HOW TO COMPLETE THIS TASK
The required result is the number of lines below that hold the word "async", stated without anything else.
START MATERIAL TO PROCESS
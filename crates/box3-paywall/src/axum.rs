use std::{convert::Infallible, pin::Pin};

use axum::{
    extract::Request,
    response::{IntoResponse, Response},
};
use box3_core::facilitator::Facilitator;
use tower::{Layer, Service};

use crate::paywall::PayWall;

impl<F: Facilitator + Clone, S> Layer<S> for PayWall<F> {
    type Service = PayWallService<F, S>;

    fn layer(&self, inner: S) -> Self::Service {
        PayWallService {
            paywall: self.clone(),
            inner,
        }
    }
}

#[derive(Debug, Clone)]
pub struct PayWallService<F: Facilitator, S> {
    paywall: PayWall<F>,
    inner: S,
}

impl<F, S> Service<Request> for PayWallService<F, S>
where
    F: Facilitator + Clone + 'static,
    S: Service<Request, Response = Response, Error = Infallible> + Clone + Send + 'static,
    S::Future: Send + 'static,
{
    type Response = Response;
    type Error = Infallible;
    type Future = Pin<Box<dyn Future<Output = Result<Self::Response, Self::Error>> + Send>>;

    fn poll_ready(
        &mut self,
        cx: &mut std::task::Context<'_>,
    ) -> std::task::Poll<Result<(), Self::Error>> {
        self.inner.poll_ready(cx)
    }

    fn call(&mut self, request: Request) -> Self::Future {
        let paywall = self.paywall.clone();
        // Use the service that was driven to readiness.
        let clone = self.inner.clone();
        let mut inner = std::mem::replace(&mut self.inner, clone);

        Box::pin(async move {
            let response = paywall
                .handle_payment(request, |req| async move {
                    match inner.call(req).await {
                        Ok(response) => response,
                        Err(never) => match never {},
                    }
                })
                .await
                .unwrap_or_else(|err| err.into_response());

            Ok(response)
        })
    }
}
END MATERIAL TO PROCESS
RESPONSE AREA
2